_Activity_:
Whenever a line in the records below contains "codechat", pick it out.

_Listed records_:
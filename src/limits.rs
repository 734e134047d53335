// Front-end safety limits module
//
// Provides configurable resource limits to prevent:
// - Stack overflow from deeply nested parse trees
// - Memory exhaustion from very large tree files
// - Denial of service from pathological input
//
// All limits have sensible defaults and can be overridden via codechat.toml

use serde::Deserialize;
use std::fs;
use std::path::Path;

/// Front-end safety limits with permissive defaults
#[derive(Debug, Clone)]
pub struct FrontendLimits {
    pub max_input_size: usize, // Maximum tree file size in bytes
    pub max_tree_depth: usize, // Maximum nesting depth of the parse tree
    pub max_tree_nodes: usize, // Maximum nodes and tokens per tree
}

// Default limits (permissive for developer productivity)
impl Default for FrontendLimits {
    fn default() -> Self {
        Self {
            max_input_size: 10_000_000, // 10 MB
            max_tree_depth: 256,
            max_tree_nodes: 1_000_000, // 1M nodes
        }
    }
}

impl FrontendLimits {
    /// Create with default limits
    pub fn new() -> Self {
        Self::default()
    }

    /// Load limits from codechat.toml, falling back to defaults
    ///
    /// Returns error only if TOML is malformed, not if file is missing
    pub fn from_config_toml<P: AsRef<Path>>(path: P) -> Result<Self, LimitError> {
        let path = path.as_ref();

        // If file doesn't exist, use defaults
        if !path.exists() {
            return Ok(Self::default());
        }

        // Read file
        let content = fs::read_to_string(path).map_err(|e| LimitError {
            message: format!("Failed to read {}: {}", path.display(), e),
        })?;

        // Parse TOML
        let config: ProjectConfig = toml::from_str(&content).map_err(|e| LimitError {
            message: format!("Failed to parse {}: {}", path.display(), e),
        })?;

        // Merge with defaults (only override specified values)
        let mut limits = Self::default();

        if let Some(limits_config) = config.limits {
            if let Some(v) = limits_config.max_input_size {
                limits.max_input_size = v;
            }
            if let Some(v) = limits_config.max_tree_depth {
                limits.max_tree_depth = v;
            }
            if let Some(v) = limits_config.max_tree_nodes {
                limits.max_tree_nodes = v;
            }
        }

        Ok(limits)
    }

    /// Validate that all limits are reasonable (positive, not absurdly large)
    pub fn validate(&self) -> Result<(), LimitError> {
        const MAX_REASONABLE: usize = 100_000_000; // 100 MB

        if self.max_input_size == 0 || self.max_input_size > MAX_REASONABLE {
            return Err(LimitError::invalid("max_input_size", self.max_input_size));
        }

        if self.max_tree_depth == 0 || self.max_tree_depth > 10_000 {
            return Err(LimitError::invalid("max_tree_depth", self.max_tree_depth));
        }

        if self.max_tree_nodes == 0 || self.max_tree_nodes > 10_000_000 {
            return Err(LimitError::invalid("max_tree_nodes", self.max_tree_nodes));
        }

        Ok(())
    }
}

/// TOML configuration structures for deserialization
#[derive(Debug, Deserialize)]
struct ProjectConfig {
    limits: Option<LimitsConfig>,
}

#[derive(Debug, Deserialize)]
struct LimitsConfig {
    max_input_size: Option<usize>,
    max_tree_depth: Option<usize>,
    max_tree_nodes: Option<usize>,
}

/// Error type for limit validation and loading
#[derive(Debug, Clone)]
pub struct LimitError {
    pub message: String,
}

impl LimitError {
    fn invalid(name: &str, value: usize) -> Self {
        Self {
            message: format!(
                "Invalid limit '{}': {} (must be positive and reasonable)",
                name, value
            ),
        }
    }
}

impl std::fmt::Display for LimitError {
    fn fmt(&self, f: &mut std::fmt::Formatter) -> std::fmt::Result {
        write!(f, "Limit error: {}", self.message)
    }
}

impl std::error::Error for LimitError {}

_Answer space_:
// All limits have sensible defaults and can be overridden via codechat.toml
    /// Load limits from codechat.toml, falling back to defaults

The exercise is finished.